Rizzo arched his brow. “Well, ain’t you the literary one. All those misspent years workin’ Manhattan got your head turned around.”

Priscilla shrugged. “No, not really. Actually,” she said in a neutral tones, “I do a little writing myself.”

Rizzo turned to her. “No kiddin’? Like what? Plays like this guy Mallard?”

“No, not exactly,” she said. “And for your info,
nobody
writes plays like this dude. He was the master, had a lifetime run of great works including this new one. No, me, I just write some short stories. And I’ve been foolin’ with a novel. Karen even talked me into taking a class at the Ninety-second Street Y. I go on Tuesday nights when we’re not working.”

Rizzo nodded. “Well, imagine that: a regular Josephine Wambaugh I’m workin’ with.”

“Not quite, brother, not quite,” she said, “but I’m tryin’.”

“Good for you, Cil. I wish you luck with it.”

She frowned, turning her attention fully back to driving.

“Between me and you,” she said, “this is some very private shit. I only told Mike about it a week ago. With you and Karen, that’s just three people who know. I wouldn’t want it getting around the precinct.”

“I’ll bet,” Rizzo said with a laugh. “Don’t worry. Far as I’m concerned, you can barely read, let alone write. Just like the rest of us dumb-ass cops. My lips are sealed.”

She nodded. “Good. I just told you in case it ever comes up. With Mike, maybe, or if you ever meet Karen. Wouldn’t want any awk-ward moments.”

“No, Cil. We wouldn’t want any awkward moments while I’m sippin’ sherry with you and your girlfriend. Heaven forbid.”

“Good,” Priscilla said. “Now, what was that address? This is Sixty-seventh Street.”

Rizzo glanced at his note pad. “Fourteen-forty.”

They scanned the addresses of the neat, attached row houses that lined the street, then Priscilla swung the Chevy to the curb and parked.

As they undid their shoulder harnesses, Rizzo glanced around.

“I knew this block sounded familiar,” he said. “My daughter Carol had a friend from Catholic school lived here somewhere. Years ago when she was in grammar school.”

Priscilla reached across to the glove compartment and removed her note pad. Then, sitting upright, she used the rearview mirror to smooth her hair.

“Yeah?” she said. Then, with a slight glance to Rizzo, she asked, “How’s that goin’, by the way? That situation with Carol and the cops? You talk to her yet?”

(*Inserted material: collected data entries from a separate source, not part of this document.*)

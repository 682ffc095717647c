//! Storage traits and error types
//!
//! This module defines the trait interface for the index store and
//! associated error types.

use crate::state::SiteStatus;
use crate::storage::{IndexRecord, LemmaRecord, PageRecord, Posting, SiteRecord};
use std::collections::HashMap;
use thiserror::Error;

/// Errors that can occur during storage operations
#[derive(Debug, Error)]
pub enum StorageError {
    #[error("SQLite error: {0}")]
    Sqlite(#[from] rusqlite::Error),

    #[error("Site not found: {0}")]
    SiteNotFound(String),

    #[error("Page not found: {0}")]
    PageNotFound(String),

    #[error("Storage lock poisoned")]
    LockPoisoned,
}

/// Result type for storage operations
pub type StorageResult<T> = Result<T, StorageError>;

/// Trait for index store implementations
///
/// Reads take `&self`; mutations take `&mut self`. The methods under
/// "Atomic Units" each apply all of their writes or none of them.
pub trait Storage {
    // ===== Site Management =====

    /// Creates a site row and returns its ID
    fn create_site(&mut self, url: &str, name: &str, status: SiteStatus) -> StorageResult<i64>;

    fn get_site(&self, site_id: i64) -> StorageResult<SiteRecord>;

    fn get_site_by_url(&self, url: &str) -> StorageResult<Option<SiteRecord>>;

    fn list_sites(&self) -> StorageResult<Vec<SiteRecord>>;

    /// Sets the status of a site unconditionally, refreshing its status time
    fn update_site_status(
        &mut self,
        site_id: i64,
        status: SiteStatus,
        error: Option<&str>,
    ) -> StorageResult<()>;

    /// Deletes a site together with its index rows, lemmas and pages
    fn delete_site(&mut self, site_id: i64) -> StorageResult<()>;

    // ===== Page Management =====

    /// Inserts a page row without touching the index
    fn insert_page(
        &mut self,
        site_id: i64,
        path: &str,
        code: u16,
        content: &str,
    ) -> StorageResult<i64>;

    fn get_page(&self, page_id: i64) -> StorageResult<PageRecord>;

    fn get_page_by_path(&self, site_id: i64, path: &str) -> StorageResult<Option<PageRecord>>;

    fn page_exists(&self, site_id: i64, path: &str) -> StorageResult<bool>;

    /// Counts pages of one site, or of every site when `site_id` is None
    fn count_pages(&self, site_id: Option<i64>) -> StorageResult<u64>;

    // ===== Lemma Management =====

    fn find_lemma(&self, site_id: i64, lemma: &str) -> StorageResult<Option<LemmaRecord>>;

    fn create_lemma(&mut self, site_id: i64, lemma: &str, frequency: i64) -> StorageResult<i64>;

    fn update_lemma_frequency(&mut self, lemma_id: i64, frequency: i64) -> StorageResult<()>;

    /// Deletes a lemma and every index row referencing it
    fn delete_lemma(&mut self, lemma_id: i64) -> StorageResult<()>;

    fn list_lemmas(&self, site_id: i64) -> StorageResult<Vec<LemmaRecord>>;

    fn count_lemmas(&self, site_id: Option<i64>) -> StorageResult<u64>;

    /// Number of pages containing `lemma`, within one site or across all sites
    fn lemma_page_frequency(&self, lemma: &str, site_id: Option<i64>) -> StorageResult<u64>;

    // ===== Index Management =====

    fn insert_index(&mut self, page_id: i64, lemma_id: i64, rank: f64) -> StorageResult<i64>;

    fn list_index_by_page(&self, page_id: i64) -> StorageResult<Vec<IndexRecord>>;

    fn delete_index_by_page(&mut self, page_id: i64) -> StorageResult<usize>;

    fn delete_index_by_lemma(&mut self, lemma_id: i64) -> StorageResult<usize>;

    /// Pages containing `lemma` with their rank, within one site or across all sites
    fn postings(&self, lemma: &str, site_id: Option<i64>) -> StorageResult<Vec<Posting>>;

    // ===== Atomic Units =====

    /// Deletes any previous data for `url` and creates a fresh INDEXING site
    fn reset_site(&mut self, url: &str, name: &str) -> StorageResult<SiteRecord>;

    /// Inserts or re-indexes a page
    ///
    /// Existing index rows of the page are removed first and the frequency of
    /// every lemma they referenced is decremented (lemmas reaching zero are
    /// deleted). Then each lemma in `lemmas` gains one page of frequency and an
    /// index row with its occurrence count as rank.
    ///
    /// Returns the page ID.
    fn store_page_index(
        &mut self,
        site_id: i64,
        path: &str,
        code: u16,
        content: &str,
        lemmas: &HashMap<String, u32>,
    ) -> StorageResult<i64>;

    /// Removes a page and its index rows, decrementing lemma frequencies
    ///
    /// Returns false if the page did not exist.
    fn remove_page(&mut self, site_id: i64, path: &str) -> StorageResult<bool>;

    /// Moves every INDEXING site to FAILED with `error`; returns how many changed
    fn fail_indexing_sites(&mut self, error: &str) -> StorageResult<usize>;

    /// Moves a site out of INDEXING
    ///
    /// Returns false and changes nothing if the site is no longer INDEXING.
    fn finish_site(
        &mut self,
        site_id: i64,
        status: SiteStatus,
        error: Option<&str>,
    ) -> StorageResult<bool>;
}
use crate::config::types::{
    Config, CrawlerConfig, SearchConfig, SiteEntry, StorageConfig, UserAgentConfig,
};
use crate::url::site_base;
use crate::ConfigError;
use std::collections::HashSet;
use url::Url;

/// Validates the entire configuration
pub fn validate(config: &Config) -> Result<(), ConfigError> {
    validate_crawler_config(&config.crawler)?;
    validate_user_agent_config(&config.user_agent)?;
    validate_storage_config(&config.storage)?;
    validate_search_config(&config.search)?;
    validate_sites(&config.sites)?;
    Ok(())
}

/// Validates crawler configuration
fn validate_crawler_config(config: &CrawlerConfig) -> Result<(), ConfigError> {
    if config.max_concurrent_sites < 1 || config.max_concurrent_sites > 100 {
        return Err(ConfigError::Validation(format!(
            "max_concurrent_sites must be between 1 and 100, got {}",
            config.max_concurrent_sites
        )));
    }

    if config.max_pages_in_flight < 1 || config.max_pages_in_flight > 100 {
        return Err(ConfigError::Validation(format!(
            "max_pages_in_flight must be between 1 and 100, got {}",
            config.max_pages_in_flight
        )));
    }

    if config.request_timeout_ms < 100 {
        return Err(ConfigError::Validation(format!(
            "request_timeout_ms must be >= 100ms, got {}ms",
            config.request_timeout_ms
        )));
    }

    Ok(())
}

/// Validates user agent configuration
fn validate_user_agent_config(config: &UserAgentConfig) -> Result<(), ConfigError> {
    // Validate crawler name: non-empty, alphanumeric + hyphens only
    if config.crawler_name.is_empty() {
        return Err(ConfigError::Validation(
            "crawler_name cannot be empty".to_string(),
        ));
    }

    if !config
        .crawler_name
        .chars()
        .all(|c| c.is_alphanumeric() || c == '-')
    {
        return Err(ConfigError::Validation(format!(
            "crawler_name must contain only alphanumeric characters and hyphens, got '{}'",
            config.crawler_name
        )));
    }

    Url::parse(&config.contact_url)
        .map_err(|e| ConfigError::InvalidUrl(format!("Invalid contact_url: {}", e)))?;

    if let Some(referrer) = &config.referrer {
        Url::parse(referrer)
            .map_err(|e| ConfigError::InvalidUrl(format!("Invalid referrer: {}", e)))?;
    }

    validate_email(&config.contact_email)?;

    Ok(())
}

fn validate_storage_config(config: &StorageConfig) -> Result<(), ConfigError> {
    if config.database_path.is_empty() {
        return Err(ConfigError::Validation(
            "database_path cannot be empty".to_string(),
        ));
    }
    Ok(())
}

fn validate_search_config(config: &SearchConfig) -> Result<(), ConfigError> {
    if !(config.selectivity_threshold > 0.0 && config.selectivity_threshold <= 1.0) {
        return Err(ConfigError::Validation(format!(
            "selectivity_threshold must be in (0, 1], got {}",
            config.selectivity_threshold
        )));
    }

    if config.snippet_length < 40 {
        return Err(ConfigError::Validation(format!(
            "snippet_length must be >= 40, got {}",
            config.snippet_length
        )));
    }

    if config.default_limit == 0 {
        return Err(ConfigError::Validation(
            "default_limit must be >= 1".to_string(),
        ));
    }

    Ok(())
}

/// Validates the configured site list
fn validate_sites(sites: &[SiteEntry]) -> Result<(), ConfigError> {
    if sites.is_empty() {
        return Err(ConfigError::Validation(
            "at least one [[site]] entry is required".to_string(),
        ));
    }

    let mut seen = HashSet::new();
    for entry in sites {
        if entry.name.trim().is_empty() {
            return Err(ConfigError::Validation(format!(
                "Site '{}' must have a name",
                entry.url
            )));
        }

        let base = site_base(&entry.url).map_err(|e| {
            ConfigError::InvalidUrl(format!("Invalid site URL '{}': {}", entry.url, e))
        })?;

        if !seen.insert(base.clone()) {
            return Err(ConfigError::Validation(format!(
                "Site '{}' is listed more than once",
                base
            )));
        }
    }

    Ok(())
}

/// Basic email validation
fn validate_email(email: &str) -> Result<(), ConfigError> {
    if email.is_empty() {
        return Err(ConfigError::Validation(
            "contact_email cannot be empty".to_string(),
        ));
    }

    let (local, domain) = email.split_once('@').ok_or_else(|| {
        ConfigError::Validation(format!("Invalid email format: '{}'", email))
    })?;

    if local.is_empty() || domain.is_empty() || domain.contains('@') {
        return Err(ConfigError::Validation(format!(
            "Invalid email format: '{}'",
            email
        )));
    }

    if !domain.contains('.') {
        return Err(ConfigError::Validation(format!(
            "Invalid email domain: '{}'",
            email
        )));
    }

    Ok(())
}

Rizzo nodded grimly. “Oh, I spoke to her, all right.”

Priscilla saw the tense creases at his eye.

“And?” she asked again, swinging her eyes away from him. “How’d it go?”

He told her of his Stony Brook meeting with his daughter. When he had finished, Priscilla shook her head, her lips twisted.

“Jesus, Joe,” she said. “You couldn’t have fucked that up any more if you were tryin’.” She shook her head once more.

Rizzo glanced over from the Impala’s passenger seat, his jaw working a piece of Nicorette. “You sound like my goddamned wife. I can use a little support here, for Christ sake.”

“Yeah, well, what you call support, I call a hand job,” Priscilla replied. “I’m telling you, you gotta fix this. And fix it fast.”

Rizzo shook his head. “Bullshit,” he said.

Priscilla answered with a snort. “No, Joe,” she said. “No bullshit.”

“You know what she told me once?” Rizzo began. “One of her criminology professors—can you imagine what this asshole is like?—tells the class that all across America, at different times over the years, cities started to get tired of their own existence. The buildings got grimy, the trains and buses started wearin’ out, the roads and bridges got beat up and were falling apart. And, of course, the crime got worse and worse. He told them how it happened in New York years ago, Los Angeles, Chicago, Detroit, Philadelphia. And you know what he tells them saved those cities?”

“I got a feelin’ I can guess, Partner,” said Priscilla. “But go ahead, knock yourself out, tell me.”